[[ RAW DATA open ]]
use tracing::warn;

use crate::core::error::ByteCountMismatch;
use crate::core::{Cursor, DecodeError, K_BYTE_COUNT_MASK};

/// The `[byte count][version]` envelope wrapping every streamed class
/// instance. The byte count covers everything after itself; two bytes of it
/// are the version field, so the element program owns `byte_count` bytes
/// starting at `start`.
#[derive(Debug, Clone, Copy, PartialEq, Eq)]
pub struct VersionedRecord {
    pub version: u16,
    /// Cursor position immediately after the version field.
    pub start: usize,
    /// Declared size of the element program's bytes; absent when the
    /// producer wrote a bare version word.
    pub byte_count: Option<usize>,
}

impl VersionedRecord {
    pub fn open(cur: &mut Cursor) -> Result<Self, DecodeError> {
        let first = cur.read_u32()?;
        let byte_count = if first & K_BYTE_COUNT_MASK != 0 {
            Some(((first & !K_BYTE_COUNT_MASK) as usize).saturating_sub(2))
        } else {
            None
        };
        let version = cur.read_u16()?;
        Ok(VersionedRecord {
            version,
            start: cur.pos(),
            byte_count,
        })
    }

    /// Reconcile the cursor against the declared byte count. The cursor is
    /// always realigned to the producer's stated end, which keeps downstream
    /// decoding alive across a locally buggy element program; when `context`
    /// is given the discrepancy is recorded and logged.
    pub fn close(
        &self,
        cur: &mut Cursor,
        context: Option<&str>,
        warnings: &mut Vec<ByteCountMismatch>,
    ) {
        let expected = match self.byte_count {
            Some(n) => n,
            None => return,
        };
        let end = self.start + expected;
        if cur.pos() == end {
            return;
        }
        let actual = cur.pos().saturating_sub(self.start);
        if let Some(ctx) = context {
            warn!(
                context = ctx,
                expected, actual, "byte count mismatch, realigning cursor"
            );
            warnings.push(ByteCountMismatch {
                context: ctx.to_string(),
                expected,
                actual,
            });
        }
        cur.set_pos(end);
    }
}

#[cfg(test)]
mod tests {
    use super::*;

    fn record_bytes(body: &[u8], version: u16) -> Vec<u8> {
        let mut buf = (K_BYTE_COUNT_MASK | (body.len() as u32 + 2)).to_be_bytes().to_vec();
        buf.extend_from_slice(&version.to_be_bytes());
        buf.extend_from_slice(body);
        buf
    }

    #[test]
    fn open_reads_count_and_version() {
        let buf = record_bytes(&[0; 10], 7);
        let mut cur = Cursor::new(&buf);
        let rec = VersionedRecord::open(&mut cur).unwrap();
        assert_eq!(rec.version, 7);
        assert_eq!(rec.start, 6);
        assert_eq!(rec.byte_count, Some(10));
    }

    #[test]
    fn bare_version_has_no_count() {
        let buf = [0x00, 0x00, 0x00, 0x05, 0x00, 0x02];
        let mut cur = Cursor::new(&buf);
        // first word lacks the count bit: it is consumed as the count word
        // anyway, the record just cannot be checked
        let rec = VersionedRecord::open(&mut cur).unwrap();
        assert_eq!(rec.byte_count, None);
        assert_eq!(rec.version, 2);
    }

    #[test]
    fn close_heals_under_and_over_reads() {
        let buf = record_bytes(&[0; 16], 1);
        for wrong_pos in [9, 30] {
            let mut cur = Cursor::new(&buf);
            let rec = VersionedRecord::open(&mut cur).unwrap();
            cur.set_pos(wrong_pos);
            let mut warnings = Vec::new();
            rec.close(&mut cur, Some("test record"), &mut warnings);
            assert_eq!(cur.pos(), rec.start + 16);
            assert_eq!(
                warnings,
                vec![ByteCountMismatch {
                    context: "test record".into(),
                    expected: 16,
                    actual: wrong_pos - rec.start,
                }]
            );
        }
    }

    #[test]
    fn silent_close_still_realigns() {
        let buf = record_bytes(&[0; 8], 3);
        let mut cur = Cursor::new(&buf);
        let rec = VersionedRecord::open(&mut cur).unwrap();
        cur.set_pos(rec.start + 2);
        let mut warnings = Vec::new();
        rec.close(&mut cur, None, &mut warnings);
        assert_eq!(cur.pos(), rec.start + 8);
        assert!(warnings.is_empty());
    }
}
[[ RAW DATA closed ]]
### EXERCISE INSTRUCTIONS
Copy out every line of the entries where the string "when" shows up.

### RESULT OF THIS TASK
    /// Declared size of the element program's bytes; absent when the
    /// decoding alive across a locally buggy element program; when `context`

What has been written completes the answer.